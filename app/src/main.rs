//! Demo: a kernel over the host port running two worker threads, a
//! semaphore handoff between them, and a synthetic interrupt.

use keel::{Kernel, Resource, Toggle};
use keel_port_host::HostPort;
use static_cell::StaticCell;
use std::sync::Arc;
use std::sync::atomic::{AtomicU32, Ordering};

static KERNEL: StaticCell<Kernel<HostPort>> = StaticCell::new();

fn main() {
    env_logger::init();

    let port = Arc::new(HostPort::new());
    let kernel: &'static Kernel<HostPort> = KERNEL.init(Kernel::new(port));

    let ticks = Arc::new(AtomicU32::new(0));
    let tick_counter = Arc::clone(&ticks);
    let timer = kernel
        .create_interrupt(
            move || {
                tick_counter.fetch_add(1, Ordering::SeqCst);
            },
            0,
        )
        .expect("interrupt vector");
    timer.enable(true);
    timer.jump();
    while ticks.load(Ordering::SeqCst) == 0 {
        std::thread::yield_now();
    }
    log::info!("synthetic interrupt serviced, ticks = {}", ticks.load(Ordering::SeqCst));

    let ready = Arc::new(kernel.create_semaphore(0).expect("semaphore"));
    let guard = Arc::new(kernel.create_mutex().expect("mutex"));
    let counter = Arc::new(AtomicU32::new(0));

    let producer_ready = Arc::clone(&ready);
    let producer_guard = Arc::clone(&guard);
    let producer_count = Arc::clone(&counter);
    let producer = kernel
        .scheduler()
        .create_thread(move || {
            for _ in 0..5 {
                let _ = producer_guard.lock();
                producer_count.fetch_add(1, Ordering::SeqCst);
                producer_guard.unlock();
                producer_ready.release();
            }
            log::info!("producer done");
        })
        .expect("producer thread");

    let consumer_ready = Arc::clone(&ready);
    let consumer = kernel
        .scheduler()
        .create_thread(move || {
            for n in 0..5u32 {
                let _ = consumer_ready.acquire();
                log::info!("consumer took permit {}", n);
            }
            let me = kernel.scheduler().current_thread();
            log::info!("consumer was thread {:?}", me.id());
        })
        .expect("consumer thread");

    producer.start();
    consumer.start();
    let _ = producer.join();
    let _ = consumer.join();

    kernel.global_interrupt().with(|| {
        // Quiet window: both workers are gone, nothing may preempt the
        // summary read.
        log::info!(
            "counter = {}, semaphore blocked = {}",
            counter.load(Ordering::SeqCst),
            ready.is_blocked()
        );
    });
    log::info!(
        "uptime: {} us, threads registered: {}",
        kernel.clock().uptime().as_micros(),
        kernel.scheduler().thread_count()
    );
}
------------
Brief ▸ Copy every record verbatim.

Answer section ▸
filename app/src/main.rs
//! Demo: a kernel over the host port running two worker threads, a
//! semaphore handoff between them, and a synthetic interrupt.

use keel::{Kernel, Resource, Toggle};
use keel_port_host::HostPort;
use static_cell::StaticCell;
use std::sync::Arc;
use std::sync::atomic::{AtomicU32, Ordering};

static KERNEL: StaticCell<Kernel<HostPort>> = StaticCell::new();

fn main() {
    env_logger::init();

    let port = Arc::new(HostPort::new());
    let kernel: &'static Kernel<HostPort> = KERNEL.init(Kernel::new(port));

    let ticks = Arc::new(AtomicU32::new(0));
    let tick_counter = Arc::clone(&ticks);
    let timer = kernel
        .create_interrupt(
            move || {
                tick_counter.fetch_add(1, Ordering::SeqCst);
            },
            0,
        )
        .expect("interrupt vector");
    timer.enable(true);
    timer.jump();
    while ticks.load(Ordering::SeqCst) == 0 {
        std::thread::yield_now();
    }
    log::info!("synthetic interrupt serviced, ticks = {}", ticks.load(Ordering::SeqCst));

    let ready = Arc::new(kernel.create_semaphore(0).expect("semaphore"));
    let guard = Arc::new(kernel.create_mutex().expect("mutex"));
    let counter = Arc::new(AtomicU32::new(0));

    let producer_ready = Arc::clone(&ready);
    let producer_guard = Arc::clone(&guard);
    let producer_count = Arc::clone(&counter);
    let producer = kernel
        .scheduler()
        .create_thread(move || {
            for _ in 0..5 {
                let _ = producer_guard.lock();
                producer_count.fetch_add(1, Ordering::SeqCst);
                producer_guard.unlock();
                producer_ready.release();
            }
            log::info!("producer done");
        })
        .expect("producer thread");

    let consumer_ready = Arc::clone(&ready);
    let consumer = kernel
        .scheduler()
        .create_thread(move || {
            for n in 0..5u32 {
                let _ = consumer_ready.acquire();
                log::info!("consumer took permit {}", n);
            }
            let me = kernel.scheduler().current_thread();
            log::info!("consumer was thread {:?}", me.id());
        })
        .expect("consumer thread");

    producer.start();
    consumer.start();
    let _ = producer.join();
    let _ = consumer.join();

    kernel.global_interrupt().with(|| {
        // Quiet window: both workers are gone, nothing may preempt the
        // summary read.
        log::info!(
            "counter = {}, semaphore blocked = {}",
            counter.load(Ordering::SeqCst),
            ready.is_blocked()
        );
    });
    log::info!(
        "uptime: {} us, threads registered: {}",
        kernel.clock().uptime().as_micros(),
        kernel.scheduler().thread_count()
    );
}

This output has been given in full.